In the listing below, identify each line with the word "FixtureConfig" and return those lines.
※ ※ ※
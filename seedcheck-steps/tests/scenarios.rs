//! End-to-end seed and verify scenarios against the in-memory store.

use proptest::prelude::*;
use seedcheck_core::{
    FieldValue, FixtureConfig, FixtureError, Predicate, PredicateError, Row, Table,
    UnknownColumnPolicy,
};
use seedcheck_steps::{Seeder, Verifier};
use seedcheck_storage::InMemoryStore;
use seedcheck_test_utils::{assertions::*, fixtures, generators, init_test_tracing, Account, Person};

#[test]
fn test_seed_with_default_age() {
    init_test_tracing();
    let store = InMemoryStore::new();

    let people = Seeder::<Person, _>::builder(&store)
        .default_value("Age", 25)
        .unwrap()
        .build()
        .execute(&fixtures::alice_and_bob_table())
        .unwrap();

    assert_eq!(people, vec![Person::new("Alice", 30), Person::new("Bob", 25)]);
    assert_eq!(store.all::<Person>().unwrap(), people);
}

#[test]
fn test_verify_reports_age_mismatch() {
    init_test_tracing();
    let store = fixtures::seeded_store(&[Person::new("Alice", 30)]);
    let table = Table::parse(
        "| Name  | Age |
         | Alice | 31  |",
    )
    .unwrap();

    let result = Verifier::<Person, _>::builder(&store, ["Name"])
        .unwrap()
        .check_fields(["Age"])
        .unwrap()
        .build()
        .execute(&table);

    assert_eq!(
        result,
        Err(FixtureError::Mismatch {
            entity: "Person",
            row: 1,
            field: "Age".to_string(),
            expected: FieldValue::Int(31),
            actual: FieldValue::Int(30),
        })
    );
}

#[test]
fn test_seed_then_verify_round_trip() {
    let store = InMemoryStore::new();
    let table = fixtures::people_table(&fixtures::sample_people());

    let seeded = Seeder::<Person, _>::builder(&store)
        .build()
        .execute(&table)
        .unwrap();
    let found = Verifier::<Person, _>::builder(&store, ["Name"])
        .unwrap()
        .check_supplied_columns()
        .build()
        .execute(&table)
        .unwrap();

    assert_eq!(found, seeded);
    assert_eq!(found, fixtures::sample_people());
}

#[test]
fn test_fixed_override_wins_over_row() {
    let store = InMemoryStore::new();
    let people = Seeder::<Person, _>::builder(&store)
        .fixed_value("Active", true)
        .unwrap()
        .build()
        .execute(&Table::from_rows([
            Row::new().with("Name", "Alice").with("Active", "false"),
            Row::new().with("Name", "Bob"),
        ]))
        .unwrap();

    assert!(people.iter().all(|p| p.active));
}

#[test]
fn test_verify_stops_at_first_failing_row() {
    let store = fixtures::seeded_store(&[Person::new("Alice", 30), Person::new("Bob", 40)]);
    let table = Table::from_rows([
        Row::new().with("Name", "Alice").with("Age", "30"),
        Row::new().with("Name", "Bob").with("Age", "41"),
        Row::new().with("Name", "Nobody").with("Age", "1"),
    ]);

    let result = Verifier::<Person, _>::builder(&store, ["Name"])
        .unwrap()
        .check_fields(["Age"])
        .unwrap()
        .build()
        .execute(&table);

    // row 3 would be NotFound, but row 2 aborts first
    assert_mismatch(&result, 2, "Age");
}

#[test]
fn test_verify_not_found_names_row() {
    let store = fixtures::seeded_store(&fixtures::sample_people());
    let result = Verifier::<Person, _>::builder(&store, ["Name", "Age"])
        .unwrap()
        .build()
        .execute(&Table::from_rows([Row::new().with("Name", "Alice").with("Age", "31")]));

    assert_not_found(&result, 1);
    assert_eq!(
        result.unwrap_err().to_string(),
        "Row 1: no Person found where Name = \"Alice\" AND Age = 31"
    );
}

#[test]
fn test_commit_failure_surfaces_as_persistence() {
    let store = InMemoryStore::new();
    store.fail_next_commit("connection reset").unwrap();

    let result = Seeder::<Person, _>::builder(&store)
        .build()
        .execute(&fixtures::alice_and_bob_table());

    assert_persistence(&result);
    assert_eq!(store.count::<Person>().unwrap(), 0);

    // next attempt goes through
    Seeder::<Person, _>::builder(&store)
        .build()
        .execute(&fixtures::alice_and_bob_table())
        .unwrap();
    assert_eq!(store.count::<Person>().unwrap(), 2);
}

#[test]
fn test_text_lookup_value_coerces_to_integer() {
    let store = fixtures::seeded_store(&[Person::new("Alice", 42)]);

    let exact = Predicate::<Person>::from_named([("Age", FieldValue::from("42"))]).unwrap();
    assert_eq!(
        seedcheck_storage::EntityStore::find_one(&store, &exact).unwrap(),
        Some(Person::new("Alice", 42))
    );

    let err = Predicate::<Person>::from_named([("Age", FieldValue::from("42 "))]).unwrap_err();
    assert!(matches!(err, PredicateError::Coercion { ref field, .. } if field == "Age"));

    let result = Verifier::<Person, _>::builder(&store, ["Age"])
        .unwrap()
        .build()
        .execute(&Table::from_rows([Row::new().with("Age", "42 ")]));
    assert_materialize_error(&result);
    assert_eq!(result.unwrap_err().row(), Some(1));

    let found = Verifier::<Person, _>::builder(&store, ["Age"])
        .unwrap()
        .with_config(FixtureConfig::default().with_trim_cells(true))
        .build()
        .execute(&Table::from_rows([Row::new().with("Age", "42 ")]))
        .unwrap();
    assert_eq!(found[0].name, "Alice");
}

#[test]
fn test_duplicate_store_entries_are_ambiguous() {
    let store = fixtures::seeded_store(&[Person::new("Alice", 30), Person::new("Alice", 30)]);
    let result = Verifier::<Person, _>::builder(&store, ["Name"])
        .unwrap()
        .build()
        .execute(&Table::from_rows([Row::new().with("Name", "Alice")]));
    assert_ambiguous(&result, 1, 2);
}

#[test]
fn test_configuration_errors_surface_before_execute() {
    let store = InMemoryStore::new();

    let result = Seeder::<Person, _>::builder(&store).fixed_value("DisplayName", "x");
    assert_config_error(&result);

    let result = Verifier::<Person, _>::builder(&store, Vec::<&'static str>::new());
    assert_config_error(&result);

    let result = Verifier::<Person, _>::builder(&store, ["Name"])
        .unwrap()
        .check_fields(["Salary"]);
    assert_config_error(&result);
}

#[test]
fn test_header_policies() {
    let store = InMemoryStore::new();
    let table = Table::parse(
        "| name  | age | Nickname |
         | Alice | 30  | Al       |",
    )
    .unwrap();

    let result = Seeder::<Person, _>::builder(&store).build().execute(&table);
    assert_materialize_error(&result);

    let people = Seeder::<Person, _>::builder(&store)
        .with_config(FixtureConfig::default().with_unknown_columns(UnknownColumnPolicy::Ignore))
        .build()
        .execute(&table)
        .unwrap();
    assert_eq!(people, vec![Person::new("Alice", 30)]);

    let result = Seeder::<Person, _>::builder(&store)
        .with_config(FixtureConfig::strict().with_unknown_columns(UnknownColumnPolicy::Ignore))
        .build()
        .execute(&Table::from_rows([Row::new().with("age", "30")]));
    // nothing matches exactly, so every column is ignored
    assert_eq!(result.unwrap(), vec![Person::default()]);
}

#[test]
fn test_account_lookup_by_uuid() {
    let account = Account::new("Alice", 10.25);
    let store = fixtures::seeded_store(&[account.clone(), Account::new("Bob", 3.0)]);

    let found = Verifier::<Account, _>::builder(&store, ["Id"])
        .unwrap()
        .check_fields(["Owner", "Balance"])
        .unwrap()
        .build()
        .execute(&Table::from_rows([fixtures::account_row(&account)]))
        .unwrap();
    assert_same_record(&found[0], &account);
}

proptest! {
    #![proptest_config(ProptestConfig::with_cases(50))]

    /// Seed and verify both return entities in table row order.
    #[test]
    fn prop_results_follow_row_order(people in generators::arb_people(12)) {
        let store = InMemoryStore::new();
        let table = fixtures::people_table(&people);

        let seeded = Seeder::<Person, _>::builder(&store).build().execute(&table).unwrap();
        prop_assert_eq!(&seeded, &people);

        let found = Verifier::<Person, _>::builder(&store, ["Name"])
            .unwrap()
            .check_supplied_columns()
            .build()
            .execute(&table)
            .unwrap();
        let names: Vec<_> = found.iter().map(|p| p.name.as_str()).collect();
        let expected: Vec<_> = people.iter().map(|p| p.name.as_str()).collect();
        prop_assert_eq!(names, expected);
    }

    /// A default never replaces a supplied age, and fills every missing one.
    #[test]
    fn prop_default_applies_only_when_absent(
        ages in proptest::collection::vec(proptest::option::of(0i64..120), 1..10),
        fallback in 0i64..120,
    ) {
        let store = InMemoryStore::new();
        let table = Table::from_rows(ages.iter().enumerate().map(|(i, age)| {
            Row::new()
                .with("Name", format!("P{}", i))
                .with("Age", age.map(|a| a.to_string()).unwrap_or_default())
        }));

        let people = Seeder::<Person, _>::builder(&store)
            .default_value("Age", fallback)
            .unwrap()
            .build()
            .execute(&table)
            .unwrap();

        for (person, age) in people.iter().zip(&ages) {
            prop_assert_eq!(person.age, age.unwrap_or(fallback));
        }
    }

    /// A verified entity must exist for every lookup; an unseen name is NotFound.
    #[test]
    fn prop_unseen_lookup_is_not_found(people in generators::arb_people(6), missing in "[0-9]{4}") {
        let store = fixtures::seeded_store(&people);
        let mut table = fixtures::people_table(&people);
        table.push_row(Row::new().with("Name", missing));

        let result = Verifier::<Person, _>::builder(&store, ["Name"]).unwrap().build().execute(&table);
        match result {
            Err(FixtureError::NotFound { row, .. }) => prop_assert_eq!(row, people.len() + 1),
            other => prop_assert!(false, "Expected NotFound, got: {:?}", other),
        }
    }
}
※ ※ ※
Task answer →
    FieldValue, FixtureConfig, FixtureError, Predicate, PredicateError, Row, Table,
        .with_config(FixtureConfig::default().with_trim_cells(true))
        .with_config(FixtureConfig::default().with_unknown_columns(UnknownColumnPolicy::Ignore))
        .with_config(FixtureConfig::strict().with_unknown_columns(UnknownColumnPolicy::Ignore))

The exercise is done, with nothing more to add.